Hingga sampai didalam apartement nya, fahri menggendong nana dan menidurkannya dikamar. Namun nana yg telah mabuk merasa kepanasan.
" ahhh, panasss guee.." ujarnya sambil membuka semua pakaiannya dan bertelanjang didepan mata fahri.
glek.. fahri menelan air ludahny melihat pemandangan yg indah didepannya itu. Fahri memang belum pernah berhubungan badan dg wanita lain, namun ia pria normal. jika disuguhkan pemandangan seperti ini pasti ia akan nafsu juga.
Namun ketika fahri masih terpana akan keindahan tubuh nana, nana tiba2 mendekat kepadanya dan mencium bibirnya dg ganas.
" ohhh sayang.. puaskan aku malam ini sayanggg... aku udah gak kuaattt" ujar nana sambil melanjutkan ciuman bibirnya
Fahri yg dari td susah payah menahan agar tak menyentuh nana pun akhirnya gak kuat.
Ia lalu mendorong nana ke kasur king size nya itu dan melumat bibir nana.
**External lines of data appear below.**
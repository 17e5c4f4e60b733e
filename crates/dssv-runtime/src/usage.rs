//! Oracle usage accounting for one validation run.

use parking_lot::RwLock;
use serde::{Deserialize, Serialize};

use crate::oracle::TokenUsage;

/// Accumulated oracle usage.
#[derive(Debug, Clone, Default, Serialize, Deserialize)]
pub struct OracleUsage {
    /// Total tokens used
    pub total_tokens: u32,

    /// Prompt/input tokens
    pub prompt_tokens: u32,

    /// Completion/output tokens
    pub completion_tokens: u32,

    /// Number of oracle calls made
    pub oracle_calls: u32,

    /// Estimated cost in USD
    pub estimated_cost: f64,
}

impl OracleUsage {
    /// Add token usage from one response.
    pub fn add(&mut self, usage: &TokenUsage, model: &str) {
        self.prompt_tokens += usage.prompt_tokens;
        self.completion_tokens += usage.completion_tokens;
        self.total_tokens += usage.total();
        self.oracle_calls += 1;
        self.estimated_cost += Self::estimate_cost(usage, model);
    }

    /// Estimate cost for one usage entry, per million tokens.
    fn estimate_cost(usage: &TokenUsage, model: &str) -> f64 {
        let (input_rate, output_rate) = match model {
            m if m.contains("haiku") => (0.25, 1.25),
            m if m.contains("sonnet") => (3.0, 15.0),
            m if m.contains("opus") => (5.0, 25.0),
            _ => (3.0, 15.0),
        };

        (usage.prompt_tokens as f64 / 1_000_000.0) * input_rate
            + (usage.completion_tokens as f64 / 1_000_000.0) * output_rate
    }
}

/// Thread-safe usage tracker shared across concurrent sentence
/// validations.
#[derive(Debug, Default)]
pub struct UsageTracker {
    usage: RwLock<OracleUsage>,
}

impl UsageTracker {
    pub fn new() -> Self {
        Self::default()
    }

    /// Record usage after a call.
    pub fn record(&self, usage: &TokenUsage, model: &str) {
        self.usage.write().add(usage, model);
    }

    /// Snapshot the current usage.
    pub fn snapshot(&self) -> OracleUsage {
        self.usage.read().clone()
    }

    /// Reset for a new run.
    pub fn reset(&self) {
        *self.usage.write() = OracleUsage::default();
    }
}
Fahri menjelajahi setiap inci dari tubuh nana yg mulus itu. Tak lupa fahri memainkan ** nana yg besar, dan ***2 payudara besar nana. Nana bergetar hebat, ia benar2 sudah diluar kendalinya. Apalagi ketika fahri mulai turun ke area *** dan menjilatinya. Nana pun mengalami klimaks berkali2.
Tibalah saat dimana fahri akan memasukkan miliknya pada nana. Ia melakukan dengan lembut serta menciumi bibir nana..
" arghhh saakiiittt" ujar nana sambil mengeluarkan air mata menahan perih
Fahri yg merasa kesulitan memasukkannya akhirnya sukses membenamkan keseluruhan miliknya.
Fahri memaju mundurkan gerakannya, pertama2 dia melakukan dg sangat pelan karena nana yg terus merintih kesakitan. Setelah dirasa nana telah menikmati permainannya barulah fahri mempercepat gerakan tubuhnya..
" nikmatilah sayang, aku hanya milikmu..." ujar fahri sambil mengecup bibir nana
Fahri mempercepat gerakannya dan akhirnya dia pun sampai..
" arghhh aku sampai sayang.." ujar fahri pada puncak kenikmatannya
Fahri tak sadar jika ia menumpahkan semua cairannya didalam rahim nana. Yang ia tau sekarang ia benar2 menikmati suasana mereka.
Setelah selesai, fahri pun melihat nana yg kelelahan menerima serangan darinya itu terlelap. Ia melihat banyak darah di sprei kasurnya.
" ternyata dia masih perawan" ujarnya tersenyum bahagia.
Fahri pun menjatuhkan badannya disebelah tubuh nana.
" aku mencintaimu nana, entah sejak kapan rasa itu muncul. Dan saat ini rasa cinta itu semakin bertambah saat kau telah memberikan hal yg berhargamu padaku." ujarnya sambil mengecup kening nana.
" apapun yg terjadi, aku akan tanggung jawab sayang.." ujar fahri kembali sambil memeluk tubuh nana. Dan tak lama kemudian fahri pun tertidur.
Sementara itu di club, amel dan luna tersadar kalau nana sudah tidak ada. Ia pun bingung dan menanyakan hal itu pada andre.
" ooh kawan kalian itu, dia tadi udah mabuk berat. tapi tenang aja dia udah pulang diantar fahri temen kakak" ujar andre
" fahri??? kakak kelas kami itu ya kak?? kok bisa??" ujar amel
" iya fahri, dia kan sahabat kakak mel. udahlah, nana pasti aman bersama fahri, dia orangnya baik kok" ujar andre lagi.